Learning to Live by Learning to Write

If you would like to read more about how the tales we tell reveal the life we long for, grab a copy of Reality and Other Stories. I'd love to hear what you make of it!


So, I’ve written a book.


It has been a real joy to write Reality and Other Stories together with Pete Dray. He and I are both convinced that as well as being central to the way we understand the world, the stories we tell and enjoy are also like compasses. If we look along the desires to which they point—whether it’s a whispered hope that some monstrous hardship will be overcome, or the unspoken longing for the home we’re sure we belong to, but have never fully experienced—we’ll find that they converge on one point. Jesus is the culmination of the life we long for, revealed in the tales we tell.

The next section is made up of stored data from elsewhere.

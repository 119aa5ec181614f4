//! Deterministic synthetic media, for development and tests.
//!
//! Real containers and codecs live outside the engine; what ships here
//! is a generator good enough to exercise every pipeline path without
//! touching a file: a packet source producing raw NV12 frames on an
//! exact timestamp grid, and a fake hardware backend whose completion
//! callbacks arrive on a pool thread, out of presentation order, and —
//! on request — after the drain wait has already returned.
//!
//! [`Player`](crate::Player) recognizes `sim:` media specifications of
//! the form `sim:WxH@FPS:DURs`, e.g. `sim:640x360@30:10s`.

use std::collections::VecDeque;
use std::sync::atomic::{AtomicU64, Ordering};
use std::sync::Arc;
use std::thread::{self, JoinHandle};

use parking_lot::{Condvar, Mutex};
use tracing::{debug, trace};

use pm_common::{
    DecodeOptions, EngineError, EngineResult, Packet, Resolution, StreamInfo, Timebase, Timestamp,
};
use pm_decoder::{HwBackend, HwCallback, HwOutput, HwSample, HwSession};
use pm_pipeline::PacketSource;

// ---------------------------------------------------------------------------
// Synthetic packet source
// ---------------------------------------------------------------------------

/// Packet source producing raw NV12 frames on a fixed grid.
///
/// Frame `i` carries pts tick `first + i` in a `fps_den/fps_num` time
/// base, so timestamps are exact. Seeking snaps back to the nearest
/// preceding key frame, like a real demuxer.
pub struct SyntheticSource {
    fps_num: u32,
    fps_den: u32,
    resolution: Resolution,
    /// Tick of the first frame (nonzero to model streams that start late).
    first: i64,
    /// Total number of frames.
    total: u64,
    /// Every Nth frame is a key frame (1 = all frames).
    keyframe_interval: i64,
    /// Report "try again" on every Nth pull, when set.
    again_period: Option<u64>,
    /// Next tick to produce.
    pos: i64,
    pulls: u64,
}

impl SyntheticSource {
    pub fn new(fps_num: u32, fps_den: u32, duration_secs: f64, resolution: Resolution) -> Self {
        assert!(fps_num > 0 && fps_den > 0);
        let total = (duration_secs * fps_num as f64 / fps_den as f64).round() as u64;
        Self {
            fps_num,
            fps_den,
            resolution,
            first: 0,
            total: total.max(1),
            keyframe_interval: 1,
            again_period: None,
            pos: 0,
            pulls: 0,
        }
    }

    /// A single-frame media (a still image).
    pub fn image(resolution: Resolution) -> Self {
        Self::new(1, 1, 1.0, resolution)
    }

    /// Start the stream at `tick` instead of zero.
    pub fn with_first_tick(mut self, tick: i64) -> Self {
        self.first = tick;
        self.pos = tick;
        self
    }

    /// Key frames every `interval` frames.
    pub fn with_keyframe_interval(mut self, interval: u32) -> Self {
        assert!(interval > 0);
        self.keyframe_interval = interval as i64;
        self
    }

    /// Fail every `period`-th pull with `Again` (source jitter).
    pub fn with_again_period(mut self, period: u64) -> Self {
        assert!(period > 1);
        self.again_period = Some(period);
        self
    }

    pub fn timebase(&self) -> Timebase {
        Timebase::new(self.fps_den as i32, self.fps_num as i32)
    }

    /// The stream description handed to [`Media::from_parts`].
    ///
    /// [`Media::from_parts`]: crate::Media::from_parts
    pub fn info(&self) -> StreamInfo {
        let tb = self.timebase();
        StreamInfo {
            timebase: tb,
            resolution: self.resolution,
            duration: Some(Timestamp::from_ticks(self.first + self.total as i64, tb)),
        }
    }

    fn payload(&self, index: u64) -> Vec<u8> {
        // Flat gray whose level identifies the frame; cheap and stable.
        let luma = 16 + (index % 200) as u8;
        let mut data = vec![luma; self.resolution.nv12_byte_size()];
        let uv_base = (self.resolution.width * self.resolution.height) as usize;
        for b in &mut data[uv_base..] {
            *b = 128;
        }
        data
    }
}

impl PacketSource for SyntheticSource {
    fn pull_packet(&mut self) -> EngineResult<Packet> {
        self.pulls += 1;
        if let Some(period) = self.again_period {
            if self.pulls % period == 0 {
                return Err(EngineError::Again);
            }
        }
        let end = self.first + self.total as i64;
        if self.pos >= end {
            return Err(EngineError::Eof);
        }
        let tick = self.pos;
        self.pos += 1;
        let index = (tick - self.first) as u64;
        trace!(tick, "producing packet");
        Ok(Packet {
            data: self.payload(index),
            pts: tick,
            duration: Some(1),
            keyframe: index % self.keyframe_interval as u64 == 0,
        })
    }

    fn seek(&mut self, target: Timestamp) -> EngineResult<()> {
        let end = self.first + self.total as i64;
        let tick = self.timebase().ticks_from(target).clamp(self.first, end - 1);
        let index = tick - self.first;
        self.pos = tick - index % self.keyframe_interval;
        debug!(target = %target, pos = self.pos, "source repositioned");
        Ok(())
    }
}

// ---------------------------------------------------------------------------
// Simulated hardware decode backend
// ---------------------------------------------------------------------------

/// Fake hardware backend: sessions "decode" on a worker thread and
/// complete callbacks in batches whose delivery order is permuted
/// (first, third, second), modeling one frame of B-frame reordering.
///
/// The batch size must not exceed the adapter's in-flight cap or the
/// session would starve waiting for a full batch.
pub struct SimBackend {
    resolution: Resolution,
    batch: usize,
    straggler: bool,
}

impl SimBackend {
    pub fn new(resolution: Resolution) -> Self {
        Self {
            resolution,
            batch: 3,
            straggler: false,
        }
    }

    /// Report the drain complete *before* the final callbacks land, the
    /// way real platform sessions are allowed to.
    pub fn with_straggler(mut self) -> Self {
        self.straggler = true;
        self
    }
}

impl HwBackend for SimBackend {
    fn open(&mut self, opts: &DecodeOptions, callback: HwCallback) -> EngineResult<Box<dyn HwSession>> {
        let output = self.resolution.fit_max_pixels(opts.max_pixels);
        let session = SimSession::spawn(output, self.batch, self.straggler, callback)?;
        Ok(Box::new(session))
    }
}

struct SimQueue {
    pending: VecDeque<HwSample>,
    draining: bool,
    closed: bool,
    /// Worker is between batches with nothing taken out.
    idle: bool,
}

struct SimShared {
    q: Mutex<SimQueue>,
    cond: Condvar,
    next_buffer: AtomicU64,
}

struct SimSession {
    shared: Arc<SimShared>,
    worker: Option<JoinHandle<()>>,
}

impl SimSession {
    fn spawn(
        output: Resolution,
        batch: usize,
        straggler: bool,
        callback: HwCallback,
    ) -> EngineResult<Self> {
        let shared = Arc::new(SimShared {
            q: Mutex::new(SimQueue {
                pending: VecDeque::new(),
                draining: false,
                closed: false,
                idle: true,
            }),
            cond: Condvar::new(),
            next_buffer: AtomicU64::new(1),
        });
        let worker = {
            let shared = shared.clone();
            thread::Builder::new()
                .name("sim-decode-pool".to_string())
                .spawn(move || sim_worker(shared, output, batch, straggler, callback))
                .map_err(|err| EngineError::External(err.to_string()))?
        };
        Ok(Self {
            shared,
            worker: Some(worker),
        })
    }
}

fn sim_worker(
    shared: Arc<SimShared>,
    output: Resolution,
    batch: usize,
    straggler: bool,
    callback: HwCallback,
) {
    loop {
        let (samples, drained_early) = {
            let mut q = shared.q.lock();
            loop {
                if q.closed {
                    return;
                }
                if q.pending.len() >= batch || (q.draining && !q.pending.is_empty()) {
                    break;
                }
                q.idle = true;
                shared.cond.notify_all();
                shared.cond.wait(&mut q);
            }
            q.idle = false;
            let n = q.pending.len().min(batch);
            let samples: Vec<HwSample> = q.pending.drain(..n).collect();
            // Straggler mode: claim quiescence before the callbacks land.
            let early = straggler && q.draining && q.pending.is_empty();
            if early {
                q.idle = true;
                shared.cond.notify_all();
            }
            (samples, early)
        };

        if drained_early {
            // Give the drain wait a chance to return first.
            thread::sleep(std::time::Duration::from_millis(2));
        }

        // Permute full batches: deliver first, third, second.
        let mut order: Vec<usize> = (0..samples.len()).collect();
        if order.len() == 3 {
            order.swap(1, 2);
        }
        for i in order {
            let sample = &samples[i];
            let buffer_id = shared.next_buffer.fetch_add(1, Ordering::Relaxed);
            trace!(pts = sample.pts, buffer_id, "sim decode complete");
            callback(Some(HwOutput {
                buffer_id,
                pts: sample.pts,
                width: output.width,
                height: output.height,
            }));
        }
    }
}

impl HwSession for SimSession {
    fn submit(&mut self, sample: HwSample) -> EngineResult<()> {
        let mut q = self.shared.q.lock();
        if q.closed {
            return Err(EngineError::External("session invalidated".into()));
        }
        q.draining = false;
        q.pending.push_back(sample);
        self.shared.cond.notify_all();
        Ok(())
    }

    fn finish_delayed(&mut self) {
        let mut q = self.shared.q.lock();
        q.draining = true;
        self.shared.cond.notify_all();
    }

    fn wait_drained(&mut self) {
        let mut q = self.shared.q.lock();
        while !(q.idle && q.pending.is_empty()) {
            self.shared.cond.wait(&mut q);
        }
    }

    fn invalidate(&mut self) {
        {
            let mut q = self.shared.q.lock();
            q.closed = true;
            q.pending.clear();
            self.shared.cond.notify_all();
        }
        if let Some(worker) = self.worker.take() {
            let _ = worker.join();
        }
    }
}

impl Drop for SimSession {
    fn drop(&mut self) {
        if self.worker.is_some() {
            self.invalidate();
        }
    }
}

// ── Tests ────────────────────────────────────────────────────────────

#[cfg(test)]
mod tests {
    use super::*;

    #[test]
    fn source_produces_the_configured_frame_count() {
        let mut src = SyntheticSource::new(30, 1, 1.0, Resolution::new(4, 2));
        let mut n = 0;
        loop {
            match src.pull_packet() {
                Ok(pkt) => {
                    assert_eq!(pkt.pts, n);
                    n += 1;
                }
                Err(EngineError::Eof) => break,
                Err(e) => panic!("{e}"),
            }
        }
        assert_eq!(n, 30);
    }

    #[test]
    fn seek_snaps_to_preceding_keyframe() {
        let mut src =
            SyntheticSource::new(30, 1, 2.0, Resolution::new(4, 2)).with_keyframe_interval(10);
        src.seek(Timestamp::from_secs(1.0)).unwrap(); // tick 30 → key 30
        assert_eq!(src.pull_packet().unwrap().pts, 30);
        src.seek(Timestamp::from_secs(0.5)).unwrap(); // tick 15 → key 10
        let pkt = src.pull_packet().unwrap();
        assert_eq!(pkt.pts, 10);
        assert!(pkt.keyframe);
    }

    #[test]
    fn seek_past_the_end_lands_on_the_tail() {
        let mut src = SyntheticSource::image(Resolution::new(4, 2));
        assert!(src.pull_packet().is_ok());
        assert_eq!(src.pull_packet(), Err(EngineError::Eof));
        src.seek(Timestamp::from_secs(10.2)).unwrap();
        assert_eq!(src.pull_packet().unwrap().pts, 0);
    }

    #[test]
    fn again_period_injects_retries() {
        let mut src =
            SyntheticSource::new(30, 1, 0.2, Resolution::new(4, 2)).with_again_period(2);
        let mut frames = 0;
        let mut agains = 0;
        loop {
            match src.pull_packet() {
                Ok(_) => frames += 1,
                Err(EngineError::Again) => agains += 1,
                Err(EngineError::Eof) => break,
                Err(e) => panic!("{e}"),
            }
        }
        assert_eq!(frames, 6);
        assert!(agains >= 5);
    }

    #[test]
    fn sim_session_completes_out_of_order_but_complete() {
        let seen = Arc::new(Mutex::new(Vec::new()));
        let cb: HwCallback = {
            let seen = seen.clone();
            Arc::new(move |out| {
                if let Some(out) = out {
                    seen.lock().push(out.pts);
                }
            })
        };
        let mut backend = SimBackend::new(Resolution::new(8, 8));
        let opts = DecodeOptions {
            max_pixels: 0,
            sw_pix_fmt: pm_common::PixelFormat::Rgba8,
            hw_pix_fmt: pm_common::PixelFormat::Bgra8,
            export_mvs: false,
        };
        let mut session = backend.open(&opts, cb).unwrap();
        for pts in 0..3 {
            session
                .submit(HwSample {
                    data: vec![0; 8],
                    pts,
                    duration: None,
                })
                .unwrap();
        }
        session.finish_delayed();
        session.wait_drained();
        session.invalidate();
        let seen = seen.lock().clone();
        assert_eq!(seen, vec![0, 2, 1], "full batches are permuted");
    }
}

Along the way I asked a few people for advice and tips on making writing smoother. I wasn’t overly surprised to hear the same answer over and over: “just get writing, it’s the only way.”


“You only learn to write by writing” they say.


Clever, really. There’s only one way to prove or disprove that isn’t there?!


I’m not sure if many other things in life are like that—where we can only learn to do something we cannot do by doing the very thing we cannot yet do. Walking, I guess. And there are sure to be some stumbles and bumps along the way.


Or then again, maybe most things have a hint of that. I remember walking onto a hospital ward as a freshly minted doctor, and being hit by the realisation that I knew… nothing. I had no clue how to be a doctor.


But then again, it wasn’t really like that. 5 years of medical school training do count for something. It was at least important to know what I didn’t know.

But this isn’t actually a post about writing. It’s about living. Although they’re connected.


‘Life is a story’


That’s another of those phrases which ‘they’ say. It’s even become pretty cliché—maybe a parody of itself. Take a sip of your double-shot-skinny-soy-cappuccino, lean back in the faux-leather chair, pause just long enough that you might be about to say something profound, and repeat after me:


‘Life is story’


Or maybe tweet it, or instagram it. Add a soft focus landscape or a photo of the cappuccino you’re drinking as a background.


But when a truism becomes a cliché it’s only a matter of time before it appears to be as fake as the curated social media pictures it adorns.


The thing is, this truism is actually true.

Life is a story. We explain our actions and their consequences by telling stories. And we tell and retell ourselves stories all the time. We spot patterns and weave narratives. We know that the black shape we’re walking towards is a hole to be avoided because we’ve seen that sort of thing before, and we know how the story ends if we don’t step around it.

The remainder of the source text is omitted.